Secondo il gup Giusy Barbara “nella procedura di acquisto un’impressionante sequenza di anomalie” – Pesanti le parole su Descalzi: “Prono di fronte alle pretese di Luigi Bisignani – La replica di Eni: “Ribadiamo la nostra correttezza”

Eni, tangenti in Nigeria: Gup mette Descalzi sotto accusa

La “procedura di acquisto” del giacimento petrolifero OPL 245 in Nigeria “da parte di Eni” è stata “costellata” da “un’impressionante sequenza di anomalie”. Anomalie note ai vertici della società secondo quanto scritto dal gup Giusy Barbara nelle motivazioni della sentenza di condanna arrivata lo scorso settembre nei confronti dei due mediatori, Obi Emeka e Gianluca Di Nardo, condannati a 4 anni per una sospetta tangente al governo nigeriano.

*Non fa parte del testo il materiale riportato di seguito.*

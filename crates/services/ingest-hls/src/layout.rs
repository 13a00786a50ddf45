//! On-disk layout of a capture session
//!
//! ```text
//! {streams_dir}/{key}/
//!     recording.webm          raw ingest container
//!     live.m3u8               live playlist (encoder output)
//!     live_00000.ts ...       live segments (rolling window)
//!     timelapse.m3u8          accelerated playlist (published on success)
//!     timelapse.m3u8.tmp      accelerated playlist while the job runs
//!     timelapse_00000.ts ...  accelerated segments
//! ```

use std::path::{Path, PathBuf};

use crate::key::SessionKey;

pub const INGEST_FILE: &str = "recording.webm";
pub const LIVE_PLAYLIST: &str = "live.m3u8";
pub const LIVE_SEGMENT_PATTERN: &str = "live_%05d.ts";
pub const TIMELAPSE_PLAYLIST: &str = "timelapse.m3u8";
pub const TIMELAPSE_STAGING_PLAYLIST: &str = "timelapse.m3u8.tmp";
pub const TIMELAPSE_SEGMENT_PATTERN: &str = "timelapse_%05d.ts";

/// Paths belonging to one session key
#[derive(Debug, Clone, PartialEq, Eq)]
pub struct SessionLayout {
    key: SessionKey,
    dir: PathBuf,
}

impl SessionLayout {
    pub fn new(streams_dir: impl AsRef<Path>, key: SessionKey) -> Self {
        let dir = streams_dir.as_ref().join(key.as_str());
        Self { key, dir }
    }

    pub fn key(&self) -> &SessionKey {
        &self.key
    }

    /// Session directory; its name is also the URL path component
    pub fn dir(&self) -> &Path {
        &self.dir
    }

    pub fn ingest_path(&self) -> PathBuf {
        self.dir.join(INGEST_FILE)
    }

    pub fn live_playlist(&self) -> PathBuf {
        self.dir.join(LIVE_PLAYLIST)
    }

    pub fn live_segment_pattern(&self) -> PathBuf {
        self.dir.join(LIVE_SEGMENT_PATTERN)
    }

    pub fn timelapse_playlist(&self) -> PathBuf {
        self.dir.join(TIMELAPSE_PLAYLIST)
    }

    pub fn timelapse_staging_playlist(&self) -> PathBuf {
        self.dir.join(TIMELAPSE_STAGING_PLAYLIST)
    }

    pub fn timelapse_segment_pattern(&self) -> PathBuf {
        self.dir.join(TIMELAPSE_SEGMENT_PATTERN)
    }

    /// Create the session directory if it does not exist yet
    pub async fn ensure_dir(&self) -> std::io::Result<()> {
        tokio::fs::create_dir_all(&self.dir).await
    }

    /// Remove a live playlist left behind by a previous recording under the same key
    pub async fn clear_live_playlist(&self) -> std::io::Result<()> {
        match tokio::fs::remove_file(self.live_playlist()).await {
            Err(e) if e.kind() != std::io::ErrorKind::NotFound => Err(e),
            _ => Ok(()),
        }
    }
}

#[cfg(test)]
mod tests {
    use super::*;

    #[test]
    fn test_layout_paths() {
        let key = SessionKey::new("u1", "5").unwrap();
        let layout = SessionLayout::new("/data/streams", key);

        assert_eq!(layout.dir(), Path::new("/data/streams/u1_5"));
        assert_eq!(
            layout.ingest_path(),
            PathBuf::from("/data/streams/u1_5/recording.webm")
        );
        assert_eq!(
            layout.live_playlist(),
            PathBuf::from("/data/streams/u1_5/live.m3u8")
        );
        assert_eq!(
            layout.timelapse_staging_playlist(),
            PathBuf::from("/data/streams/u1_5/timelapse.m3u8.tmp")
        );
    }

    #[tokio::test]
    async fn test_clear_live_playlist_tolerates_missing_file() {
        let temp = tempfile::tempdir().unwrap();
        let layout = SessionLayout::new(temp.path(), SessionKey::new("u1", "5").unwrap());
        layout.ensure_dir().await.unwrap();

        layout.clear_live_playlist().await.unwrap();

        tokio::fs::write(layout.live_playlist(), "#EXTM3U\n").await.unwrap();
        layout.clear_live_playlist().await.unwrap();
        assert!(!layout.live_playlist().exists());
    }
}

Il verdetto in abbreviato dello scorso settembre è la prima sentenza a Milano sulla vicenda della presunta maxi tangente da 1 miliardo e 92 milioni versata, secondo l’accusa, da Eni e Shell a politici e burocrati della Nigeria e, si ipotizza, anche a manager del gruppo italiano per l’acquisizione del giacimento.

“Tutti gli elementi di prova” si legge nel documento, inducono ad affermare che il management “è stato pienamente a conoscenza del fatto che una parte degli 1.092 miliardi di dollari pagati sarebbe stata utilizzata per remunerare i pubblici ufficiali nigeriani, che avevano avuto un ruolo in questa vicenda e che come ‘squali’ famelici ruotavano intorno alla preda”.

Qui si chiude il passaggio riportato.